General information
- Location: State Highway 248, Katol taluka, Sonkhamb, Nagpur district, Maharashtra India
- Coordinates: 21°16′27″N 78°43′32″E﻿ / ﻿21.274259°N 78.725612°E
- Elevation: 403 metres (1,322 ft)
- System: Indian Railway Station
- Owner: Indian Railways
- Operator: West Central Railway
- Line: Bhopal–Nagpur section
- Platforms: 2
- Tracks: 2

Construction
- Structure type: Standard (on ground station)
- Parking: No
- Cycle facilities: No

Other information
- Status: Functioning
- Station code: SNKB

History
- Opened: 1884; 142 years ago

Services
| Preceding station | Indian Railways |  |  | Following station |
| Metpanjra towards Bhopal Junction |  | West Central Railway zoneBhopal–Nagpur section |  | Kohli towards Nagpur Junction |

= Sonkhamb railway station =

Railway station in Maharashtra

Sonkhamb railway station is a railway station of Bhopal–Nagpur section under Nagpur CR railway division of West Central Railway zone of Indian Railways.
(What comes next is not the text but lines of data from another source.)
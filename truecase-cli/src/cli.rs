//! CLI structure and command definitions.
//!
//! This module defines the main CLI structure using clap's derive macros,
//! including global options and subcommands.

use crate::commands::{
    CompletionsCommand, JoinCommand, ListCommand, NormalizeCommand, ResolveCommand, SplitCommand,
    TokenizeCommand,
};
use clap::{Parser, Subcommand, ValueEnum};
use std::path::PathBuf;
use truecase::config::SeparatorStyle;

/// Command-line tool for resolving paths case-insensitively.
#[derive(Parser)]
#[command(name = "truecase")]
#[command(
    version,
    about = "Resolve paths case-insensitively against the on-disk tree",
    long_about = None
)]
pub struct Cli {
    /// Enable verbose output
    #[arg(long, global = true)]
    pub verbose: bool,

    /// Suppress non-essential output
    #[arg(long, global = true)]
    pub quiet: bool,

    /// Directory requests are resolved against
    #[arg(long, value_name = "PATH", global = true, env = "TRUECASE_BASE_DIR")]
    pub base_dir: Option<PathBuf>,

    /// Separator convention for paths
    #[arg(long, value_enum, global = true)]
    pub separator: Option<SeparatorArg>,

    /// Maximum length of a resolved or joined path, in bytes
    #[arg(
        long,
        value_name = "BYTES",
        global = true,
        value_parser = clap::builder::RangedU64ValueParser::<usize>::new().range(1..)
    )]
    pub capacity: Option<usize>,

    #[command(subcommand)]
    pub command: Command,
}

/// Separator conventions selectable on the command line.
#[derive(Debug, Clone, Copy, PartialEq, Eq, ValueEnum)]
pub enum SeparatorArg {
    /// The running platform's convention
    Platform,
    /// `/` primary, `\` alternate
    Unix,
    /// `\` primary, `/` alternate
    Windows,
}

impl From<SeparatorArg> for SeparatorStyle {
    fn from(arg: SeparatorArg) -> Self {
        match arg {
            SeparatorArg::Platform => SeparatorStyle::Platform,
            SeparatorArg::Unix => SeparatorStyle::Unix,
            SeparatorArg::Windows => SeparatorStyle::Windows,
        }
    }
}

/// Available CLI commands.
#[derive(Subcommand)]
pub enum Command {
    /// Print the true-case form of a path below the base directory
    Resolve(ResolveCommand),

    /// Rewrite alternate separators to the primary one
    Normalize(NormalizeCommand),

    /// Join a child name onto a base path
    Join(JoinCommand),

    /// Split a path into its components
    Tokenize(TokenizeCommand),

    /// List the visible entries of a directory
    List(ListCommand),

    /// Print the directory part and file name part of a path
    Split(SplitCommand),

    /// Generate shell completion scripts
    Completions(CompletionsCommand),
}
The station is situated beside State Highway 248, Katol taluka at Sonkhamb in Nagpur district in the Indian state of Maharashtra.

==History==
The Bhopal–Itarsi line was opened by the Begum of Bhopal in 1884. Itarsi and Nagpur Junction railway station was linked in between 1923 and 1924. Electrification started in Bhopal–Itarsi section in 1988–89 and the rest Itarsi to Nagpur section was electrified in 1990–91.